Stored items
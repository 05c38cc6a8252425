use dioxus::prelude::*;
use shared_ui::components::{Button, ButtonVariant};

/// Inline confirmation for a destructive action.
#[component]
pub fn ConfirmBar(
    message: String,
    #[props(default = "Delete".to_string())] confirm_label: String,
    on_confirm: EventHandler<()>,
    on_cancel: EventHandler<()>,
) -> Element {
    rsx! {
        div { class: "confirm-bar", role: "alertdialog",
            span { class: "confirm-bar-message", "{message}" }
            div { class: "confirm-bar-actions",
                Button {
                    variant: ButtonVariant::Outline,
                    onclick: move |_| on_cancel.call(()),
                    "Cancel"
                }
                Button {
                    variant: ButtonVariant::Destructive,
                    onclick: move |_| on_confirm.call(()),
                    "{confirm_label}"
                }
            }
        }
    }
}
use dioxus::prelude::*;

/// Dashboard figure: a label over a large number, optionally clickable.
#[component]
pub fn StatCard(
    label: String,
    value: String,
    #[props(default)] hint: String,
    #[props(default)] onclick: Option<EventHandler<MouseEvent>>,
) -> Element {
    let clickable = onclick.is_some();

    rsx! {
        document::Link { rel: "stylesheet", href: asset!("./style.css") }
        div {
            class: if clickable { "stat-card clickable" } else { "stat-card" },
            onclick: move |evt| {
                if let Some(handler) = &onclick {
                    handler.call(evt);
                }
            },
            span { class: "stat-card-label", "{label}" }
            span { class: "stat-card-value", "{value}" }
            if !hint.is_empty() {
                span { class: "stat-card-hint", "{hint}" }
            }
        }
    }
}

/// Labelled horizontal bar showing `count` as a share of `total`.
#[component]
pub fn StatBar(label: String, count: u64, total: u64) -> Element {
    let percent = share_percent(count, total);

    rsx! {
        div { class: "stat-bar",
            div { class: "stat-bar-row",
                span { "{label}" }
                span { class: "stat-bar-count", "{count}" }
            }
            div { class: "stat-bar-track",
                div { class: "stat-bar-fill", style: "width: {percent}%;" }
            }
        }
    }
}

/// Whole-number percentage of `count` in `total`, 0 when `total` is 0.
pub fn share_percent(count: u64, total: u64) -> u64 {
    if total == 0 {
        return 0;
    }
    (count.min(total) * 100) / total
}
pub mod detail;
pub mod form_sheet;
pub mod list;

pub use detail::ProjectDetailScreen;
pub use list::ProjectListScreen;
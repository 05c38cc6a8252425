use dioxus::prelude::*;

use dioxus_primitives::merge_attributes;

#[derive(Debug, Clone, Copy, PartialEq, Default)]
pub enum BadgeVariant {
    #[default]
    Neutral,
    Info,
    Success,
    Warning,
    Danger,
    Outline,
}

impl BadgeVariant {
    fn class(&self) -> &'static str {
        match self {
            BadgeVariant::Neutral => "neutral",
            BadgeVariant::Info => "info",
            BadgeVariant::Success => "success",
            BadgeVariant::Warning => "warning",
            BadgeVariant::Danger => "danger",
            BadgeVariant::Outline => "outline",
        }
    }
}

/// Inline label for statuses, priorities and roles.
#[component]
pub fn Badge(
    #[props(default)] variant: BadgeVariant,
    #[props(extends = GlobalAttributes)] attributes: Vec<Attribute>,
    children: Element,
) -> Element {
    let base = vec![
        Attribute::new("class", "badge", None, false),
        Attribute::new("data-style", variant.class(), None, false),
    ];
    let merged = merge_attributes(vec![base, attributes]);

    rsx! {
        document::Link { rel: "stylesheet", href: asset!("./style.css") }
        span {
            ..merged,
            {children}
        }
    }
}
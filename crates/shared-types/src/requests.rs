use serde::{Deserialize, Serialize};

/// Body for `POST /auth/login`.
#[derive(Debug, Clone, Serialize, Deserialize, PartialEq)]
pub struct LoginRequest {
    pub email: String,
    pub password: String,
}

/// Body for `POST /users`.
#[derive(Debug, Clone, Serialize, Deserialize, PartialEq)]
pub struct CreateUserRequest {
    pub name: String,
    pub email: String,
    pub password: String,
    pub role: String,
}

/// Body for `PATCH /users/:id`. Passwords are not editable here.
#[derive(Debug, Clone, Serialize, Deserialize, PartialEq)]
pub struct UpdateUserRequest {
    pub name: String,
    pub email: String,
    pub role: String,
}

/// Body for `POST /projects` and `PATCH /projects/:id`.
#[derive(Debug, Clone, Serialize, Deserialize, PartialEq)]
#[serde(rename_all = "camelCase")]
pub struct ProjectRequest {
    pub name: String,
    pub description: String,
    pub status: String,
    pub priority: String,
    pub technologies: Vec<String>,
    pub budget: f64,
    pub start_date: String,
    pub end_date: String,
    pub team_members: Vec<String>,
}

/// Split a comma-separated technology list, dropping blanks.
pub fn split_technologies(raw: &str) -> Vec<String> {
    raw.split(',')
        .map(str::trim)
        .filter(|t| !t.is_empty())
        .map(str::to_string)
        .collect()
}
mod component;
pub use component::*;
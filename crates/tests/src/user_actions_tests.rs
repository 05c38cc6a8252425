use crate::common;
use client::api::users;
use client::ListState;
use pretty_assertions::assert_eq;
use serde_json::json;
use shared_types::{CreateUserRequest, UpdateUserRequest, UserRecord};

const FETCH_FALLBACK: &str = "Failed to fetch users. Please try again.";
const DELETE_FALLBACK: &str = "Failed to delete user. Please try again.";

fn three_users() -> serde_json::Value {
    json!({
        "users": [
            common::user_json("u-1", "Root", "super-admin"),
            common::user_json("u-2", "Ada", "admin"),
            common::user_json("u-3", "Bo", "user")
        ],
        "pagination": { "currentPage": 1, "totalPages": 1, "totalUsers": 3 }
    })
}

async fn refetch(ctx: &common::TestContext, state: &mut ListState<UserRecord>) {
    let ticket = state.begin_fetch();
    let result = users::list_users(&ctx.client, state.current_page(), 10)
        .await
        .map_err(|e| e.display_or(FETCH_FALLBACK));
    state.finish_fetch(ticket, result);
}

#[tokio::test]
async fn test_failed_delete_shows_server_message_and_refetches() {
    let ctx = common::test_app_with_store(common::signed_in_store("super-admin")).await;
    ctx.api.respond("GET", "/users", 200, three_users());
    ctx.api.respond(
        "DELETE",
        "/users/u-2",
        400,
        json!({ "message": ["Cannot delete last admin"] }),
    );

    let mut state = ListState::<UserRecord>::new();
    refetch(&ctx, &mut state).await;
    assert_eq!(state.items().len(), 3);

    assert!(state.begin_action("u-2"));
    assert!(state.is_busy("u-2"));
    let outcome = users::delete_user(&ctx.client, "u-2")
        .await
        .map_err(|e| e.display_or(DELETE_FALLBACK));
    state.finish_action("u-2", outcome);
    refetch(&ctx, &mut state).await;

    assert_eq!(state.action_error(), Some("Cannot delete last admin"));
    assert_eq!(state.error(), None);
    assert_eq!(state.items().len(), 3);
    assert!(!state.is_busy("u-2"));
    assert_eq!(ctx.api.calls("GET", "/users").len(), 2);
}

#[tokio::test]
async fn test_next_action_clears_previous_banner() {
    let ctx = common::test_app_with_store(common::signed_in_store("super-admin")).await;
    ctx.api.respond("DELETE", "/users/u-3", 204, serde_json::Value::Null);

    let mut state = ListState::<UserRecord>::new();
    state.set_action_error("Cannot delete last admin");

    assert!(state.begin_action("u-3"));
    assert_eq!(state.action_error(), None);
    let outcome = users::delete_user(&ctx.client, "u-3")
        .await
        .map_err(|e| e.display_or(DELETE_FALLBACK));
    state.finish_action("u-3", outcome);

    assert_eq!(state.action_error(), None);
}

#[tokio::test]
async fn test_toggle_status_patches_toggle_path() {
    let ctx = common::test_app_with_store(common::signed_in_store("admin")).await;
    ctx.api.respond("PATCH", "/users/u-3/toggle-status", 200, json!({ "isActive": false }));

    users::toggle_user_status(&ctx.client, "u-3").await.unwrap();

    let calls = ctx.api.calls("PATCH", "/users/u-3/toggle-status");
    assert_eq!(calls.len(), 1);
    assert_eq!(calls[0].body, serde_json::Value::Null);
}

#[tokio::test]
async fn test_create_user_posts_body() {
    let ctx = common::test_app_with_store(common::signed_in_store("admin")).await;
    ctx.api.respond("POST", "/users", 201, json!({ "id": "u-9" }));

    let request = CreateUserRequest {
        name: "Cy".into(),
        email: "cy@example.com".into(),
        password: "hunter22".into(),
        role: "user".into(),
    };
    users::create_user(&ctx.client, &request).await.unwrap();

    let calls = ctx.api.calls("POST", "/users");
    assert_eq!(
        calls[0].body,
        json!({ "name": "Cy", "email": "cy@example.com", "password": "hunter22", "role": "user" })
    );
}

#[tokio::test]
async fn test_update_user_omits_password() {
    let ctx = common::test_app_with_store(common::signed_in_store("admin")).await;
    ctx.api.respond("PATCH", "/users/u-3", 200, json!({}));

    let request = UpdateUserRequest {
        name: "Bo".into(),
        email: "bo@example.com".into(),
        role: "admin".into(),
    };
    users::update_user(&ctx.client, "u-3", &request).await.unwrap();

    let body = &ctx.api.calls("PATCH", "/users/u-3")[0].body;
    assert_eq!(body["role"], "admin");
    assert!(body.get("password").is_none());
}

#[tokio::test]
async fn test_conflict_message_is_surfaced() {
    let ctx = common::test_app_with_store(common::signed_in_store("admin")).await;
    ctx.api.respond("POST", "/users", 409, json!({ "message": "Email already in use" }));

    let request = CreateUserRequest {
        name: "Ada".into(),
        email: "ada@example.com".into(),
        password: "hunter22".into(),
        role: "admin".into(),
    };
    let err = users::create_user(&ctx.client, &request).await.unwrap_err();

    assert_eq!(
        err.display_or("Failed to create user. Please try again."),
        "Email already in use"
    );
}
use crate::common;
use client::api::auth;
use client::{KeyValueStore, Session};
use pretty_assertions::assert_eq;
use serde_json::json;
use shared_types::{AppErrorKind, Role};

const LOGIN_FALLBACK: &str = "Login failed. Please try again.";

#[tokio::test]
async fn test_login_persists_session() {
    let ctx = common::test_app().await;
    ctx.api.respond(
        "POST",
        "/auth/login",
        200,
        json!({
            "access_token": "jwt-abc",
            "user": { "id": 42, "name": "Ada Admin", "role": "admin" }
        }),
    );

    let session = auth::login(&ctx.client, "ada@example.com", "secret").await.unwrap();

    assert_eq!(session.user_id, "42");
    assert_eq!(session.user_name, "Ada Admin");
    assert_eq!(session.role, Role::Admin);
    assert_eq!(ctx.store.get("token").as_deref(), Some("jwt-abc"));
    assert_eq!(ctx.store.get("role").as_deref(), Some("admin"));
    assert_eq!(ctx.store.get("user").as_deref(), Some("Ada Admin"));
    assert_eq!(ctx.store.get("userId").as_deref(), Some("42"));
    assert_eq!(Session::restore(ctx.store.as_ref()), Some(session));
}

#[tokio::test]
async fn test_login_trims_email() {
    let ctx = common::test_app().await;
    ctx.api.respond(
        "POST",
        "/auth/login",
        200,
        json!({
            "access_token": "jwt-abc",
            "user": { "id": "u-9", "name": "Bo", "role": "user" }
        }),
    );

    auth::login(&ctx.client, "  bo@example.com ", "pw").await.unwrap();

    let calls = ctx.api.calls("POST", "/auth/login");
    assert_eq!(calls.len(), 1);
    assert_eq!(calls[0].body["email"], "bo@example.com");
    assert_eq!(calls[0].body["password"], "pw");
    assert_eq!(calls[0].authorization, None);
}

#[tokio::test]
async fn test_login_error_joins_message_list() {
    let ctx = common::test_app().await;
    ctx.api.respond(
        "POST",
        "/auth/login",
        400,
        json!({ "message": ["email must be an email", "password is too short"] }),
    );

    let err = auth::login(&ctx.client, "nope", "x").await.unwrap_err();

    assert_eq!(
        err.display_or(LOGIN_FALLBACK),
        "email must be an email, password is too short"
    );
    assert!(ctx.store.get("token").is_none());
}

#[tokio::test]
async fn test_login_401_clears_storage_and_shows_message() {
    let ctx = common::test_app().await;
    ctx.api.respond(
        "POST",
        "/auth/login",
        401,
        json!({ "message": "Invalid credentials" }),
    );

    let err = auth::login(&ctx.client, "ada@example.com", "wrong").await.unwrap_err();

    // Any 401 from the auth endpoints tears down local state.
    assert_eq!(err.kind, AppErrorKind::SessionExpired);
    assert_eq!(err.display_or(LOGIN_FALLBACK), "Invalid credentials");
    assert!(ctx.store.is_empty());
}

#[tokio::test]
async fn test_login_empty_error_body_uses_fallback() {
    let ctx = common::test_app().await;
    ctx.api.respond("POST", "/auth/login", 500, serde_json::Value::Null);

    let err = auth::login(&ctx.client, "ada@example.com", "pw").await.unwrap_err();

    assert_eq!(err.kind, AppErrorKind::ServerError);
    assert_eq!(err.display_or(LOGIN_FALLBACK), LOGIN_FALLBACK);
}

#[tokio::test]
async fn test_login_without_token_is_rejected() {
    let ctx = common::test_app().await;
    ctx.api.respond(
        "POST",
        "/auth/login",
        200,
        json!({ "access_token": "", "user": { "id": "1", "name": "Ada", "role": "admin" } }),
    );

    let err = auth::login(&ctx.client, "ada@example.com", "pw").await.unwrap_err();

    assert_eq!(err.kind, AppErrorKind::DecodeError);
    assert_eq!(err.display_or(LOGIN_FALLBACK), LOGIN_FALLBACK);
    assert!(ctx.store.get("token").is_none());
}

#[tokio::test]
async fn test_logout_clears_session_even_when_server_fails() {
    let ctx = common::test_app_with_store(common::signed_in_store("admin")).await;
    ctx.api.respond("POST", "/auth/logout", 500, json!({ "message": "boom" }));

    auth::logout(&ctx.client).await;

    assert_eq!(ctx.api.calls("POST", "/auth/logout").len(), 1);
    assert!(Session::restore(ctx.store.as_ref()).is_none());
    assert!(ctx.store.get("token").is_none());
}

#[tokio::test]
async fn test_login_accepts_user_with_both_id_keys() {
    let ctx = common::test_app().await;
    ctx.api.respond(
        "POST",
        "/auth/login",
        200,
        json!({
            "access_token": "jwt-abc",
            "user": { "_id": "65f0", "id": "65f0", "name": "Ada", "role": "user" }
        }),
    );

    let session = auth::login(&ctx.client, "ada@example.com", "secret").await.unwrap();

    assert_eq!(session.user_id, "65f0");
    assert_eq!(ctx.store.get("userId").as_deref(), Some("65f0"));
}
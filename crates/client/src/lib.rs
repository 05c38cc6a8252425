pub mod api;
pub mod config;
pub mod http;
pub mod screen;
pub mod session;
pub mod storage;

pub use config::{load_config, parse_config};
pub use http::{should_force_logout, ApiClient};
pub use screen::{DetailState, ListState, Phase, ScreenState, Ticket};
pub use session::{Session, SESSION_KEYS};
pub use storage::{KeyValueStore, MemoryStore, SharedStore};
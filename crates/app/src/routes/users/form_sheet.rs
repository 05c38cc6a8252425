use std::collections::BTreeMap;

use crate::auth::{use_api, use_auth};
use crate::components::SheetMode;
use dioxus::prelude::*;
use shared_types::{FormMode, Role, UserForm, UserRecord};
use shared_ui::components::{
    Alert, Button, ButtonVariant, FormSelect, Input, Sheet, SheetContent, SheetFooter,
    SheetHeader,
};

const CREATE_FALLBACK: &str = "Failed to create user. Please try again.";
const UPDATE_FALLBACK: &str = "Failed to update user. Please try again.";

#[component]
pub fn UserFormSheet(
    mode: SheetMode<UserRecord>,
    on_close: EventHandler<()>,
    on_saved: EventHandler<()>,
) -> Element {
    let api = use_api();
    let mut auth = use_auth();
    let initial = match &mode {
        SheetMode::Create => UserForm::default(),
        SheetMode::Edit(user) => UserForm::from_record(user),
    };
    let mut form = use_signal(move || initial);
    let mut errors = use_signal(BTreeMap::<String, String>::new);
    let mut submit_error = use_signal(|| Option::<String>::None);
    let mut saving = use_signal(|| false);
    let form_mode = mode.form_mode();

    let (title, description) = match form_mode {
        FormMode::Create => ("Create New User", "Fill in the details to add a new team member"),
        FormMode::Edit => ("Edit User", "Update user information"),
    };

    let target = mode.clone();
    let handle_submit = move |evt: FormEvent| {
        evt.prevent_default();
        if saving() {
            return;
        }
        let current = form.read().clone();
        if let Err(e) = current.check(form_mode) {
            errors.set(e.field_errors);
            return;
        }
        errors.set(BTreeMap::new());
        submit_error.set(None);
        saving.set(true);

        let target = target.clone();
        let api = api.clone();
        spawn(async move {
            let result = match &target {
                SheetMode::Create => {
                    client::api::users::create_user(&api, &current.create_request())
                        .await
                        .map_err(|e| auth.request_error(&e, CREATE_FALLBACK))
                }
                SheetMode::Edit(user) => {
                    client::api::users::update_user(&api, user.id(), &current.update_request())
                        .await
                        .map_err(|e| auth.request_error(&e, UPDATE_FALLBACK))
                }
            };
            saving.set(false);
            match result {
                Ok(()) => on_saved.call(()),
                Err(message) => submit_error.set(Some(message)),
            }
        });
    };

    let field_error = move |key: &str| errors.read().get(key).cloned();
    let values = form.read().clone();
    let submit_label = match (saving(), form_mode) {
        (true, FormMode::Create) => "Creating user...",
        (true, FormMode::Edit) => "Updating user...",
        (false, FormMode::Create) => "Create User",
        (false, FormMode::Edit) => "Save Changes",
    };

    rsx! {
        Sheet { open: true, on_close: move |_| on_close.call(()),
            SheetHeader { title, description, on_close: move |_| on_close.call(()) }
            form { class: "sheet-form", onsubmit: handle_submit, novalidate: true,
                SheetContent {
                    if let Some(err) = submit_error() {
                        Alert { message: err }
                    }
                    Input {
                        label: "Full Name",
                        placeholder: "Enter full name",
                        value: values.name.clone(),
                        error: field_error("name"),
                        on_input: move |evt: FormEvent| form.write().name = evt.value(),
                    }
                    Input {
                        label: "Email Address",
                        input_type: "email",
                        placeholder: "Enter email address",
                        value: values.email.clone(),
                        error: field_error("email"),
                        on_input: move |evt: FormEvent| form.write().email = evt.value(),
                    }
                    if form_mode == FormMode::Create {
                        Input {
                            label: "Password",
                            input_type: "password",
                            placeholder: "Enter password",
                            value: values.password.clone(),
                            error: field_error("password"),
                            on_input: move |evt: FormEvent| form.write().password = evt.value(),
                        }
                    }
                    FormSelect {
                        label: "Role",
                        value: values.role.clone(),
                        error: field_error("role"),
                        onchange: move |evt: FormEvent| form.write().role = evt.value(),
                        option { value: "", "Select Role" }
                        for role in Role::ALL {
                            option { value: role.as_str(), "{role.label()}" }
                        }
                    }
                }
                SheetFooter {
                    Button {
                        variant: ButtonVariant::Outline,
                        onclick: move |_| on_close.call(()),
                        "Cancel"
                    }
                    Button {
                        button_type: "submit",
                        busy: saving(),
                        disabled: saving(),
                        "{submit_label}"
                    }
                }
            }
        }
    }
}
use shared_types::FormMode;

/// What an open form sheet is doing.
#[derive(Debug, Clone, PartialEq)]
pub enum SheetMode<T> {
    Create,
    Edit(T),
}

impl<T> SheetMode<T> {
    pub fn form_mode(&self) -> FormMode {
        match self {
            SheetMode::Create => FormMode::Create,
            SheetMode::Edit(_) => FormMode::Edit,
        }
    }

    pub fn is_edit(&self) -> bool {
        matches!(self, SheetMode::Edit(_))
    }
}
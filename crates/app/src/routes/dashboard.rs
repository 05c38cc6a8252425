use crate::auth::{use_api, use_auth};
use crate::format_helpers::format_status;
use crate::routes::Route;
use client::ScreenState;
use dioxus::prelude::*;
use shared_types::{PermissionSet, ProjectPriority, ProjectStatistics, ProjectStatus};
use shared_ui::{
    Alert, Card, CardContent, CardHeader, CardTitle, PageHeader, PageSubtitle, PageTitle, Skeleton,
    StatBar, StatCard,
};

const STATS_FALLBACK: &str = "Failed to load statistics";

#[component]
pub fn DashboardScreen(permissions: PermissionSet) -> Element {
    let api = use_api();
    let mut auth = use_auth();
    let mut stats = use_signal(ScreenState::<ProjectStatistics>::new);
    let mut user_count = use_signal(|| 0u64);
    let can_view_users = permissions.can_view_users;

    let load = use_callback(move |_: ()| {
        let api = api.clone();
        spawn(async move {
            let ticket = stats.write().begin_fetch();
            let result = client::api::projects::statistics(&api)
                .await
                .map_err(|e| auth.request_error(&e, STATS_FALLBACK));
            stats.write().finish_fetch(ticket, result);

            if can_view_users {
                let limit = client::load_config().page_size();
                let count = match client::api::users::count_users(&api, limit).await {
                    Ok(count) => count,
                    Err(e) => {
                        auth.request_error(&e, "");
                        0
                    }
                };
                user_count.set(count);
            }
        });
    });

    use_effect(move || load.call(()));

    let state = stats.read();
    let figures = *state.data();
    let first_load = state.is_loading() && figures == ProjectStatistics::default();
    let name = auth.user_name();

    rsx! {
        div { class: "container dashboard",
            PageHeader {
                div {
                    PageTitle { "Dashboard" }
                    PageSubtitle { "Welcome back, {name}" }
                }
            }

            if let Some(err) = state.error() {
                Alert { message: err.to_string(), on_retry: move |_| load.call(()) }
            }

            if first_load {
                div { class: "dashboard-stats",
                    for i in 0..4 {
                        Skeleton { key: "{i}", style: "height: 6rem;" }
                    }
                }
            } else {
                div { class: "dashboard-stats",
                    StatCard {
                        label: "Total Projects",
                        value: figures.total.to_string(),
                        onclick: move |_| {
                            navigator().push(Route::ProjectList {});
                        },
                    }
                    StatCard {
                        label: "In Progress",
                        value: figures.by_status.in_progress.to_string(),
                    }
                    StatCard {
                        label: "Completed",
                        value: figures.by_status.completed.to_string(),
                    }
                    if can_view_users {
                        StatCard {
                            label: "Users",
                            value: user_count().to_string(),
                            onclick: move |_| {
                                navigator().push(Route::UserList {});
                            },
                        }
                    }
                }
            }

            div { class: "dashboard-grid",
                Card {
                    CardHeader {
                        CardTitle { "Projects by Status" }
                    }
                    CardContent {
                        for status in ProjectStatus::ALL {
                            StatBar {
                                key: "{status.as_str()}",
                                label: format_status(status.as_str()),
                                count: figures.by_status.count(status),
                                total: figures.total,
                            }
                        }
                    }
                }
                Card {
                    CardHeader {
                        CardTitle { "Projects by Priority" }
                    }
                    CardContent {
                        for priority in ProjectPriority::ALL {
                            StatBar {
                                key: "{priority.as_str()}",
                                label: format_status(priority.as_str()),
                                count: figures.by_priority.count(priority),
                                total: figures.total,
                            }
                        }
                    }
                }
                Card {
                    CardHeader {
                        CardTitle { "Quick Links" }
                    }
                    CardContent {
                        nav { class: "quick-links",
                            Link { to: Route::ProjectList {}, class: "quick-link", "View all projects" }
                            if can_view_users {
                                Link { to: Route::UserList {}, class: "quick-link", "Manage users" }
                            }
                            Link { to: Route::Profile {}, class: "quick-link", "Your profile" }
                        }
                    }
                }
            }
        }
    }
}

▶ WHAT IS BEING ASKED: Please show the lines in the entries above that hold the string "FormEvent".

▶ THE COMPLETED TASK:
    let handle_submit = move |evt: FormEvent| {
                        on_input: move |evt: FormEvent| form.write().name = evt.value(),
                        on_input: move |evt: FormEvent| form.write().email = evt.value(),
                            on_input: move |evt: FormEvent| form.write().password = evt.value(),
                        onchange: move |evt: FormEvent| form.write().role = evt.value(),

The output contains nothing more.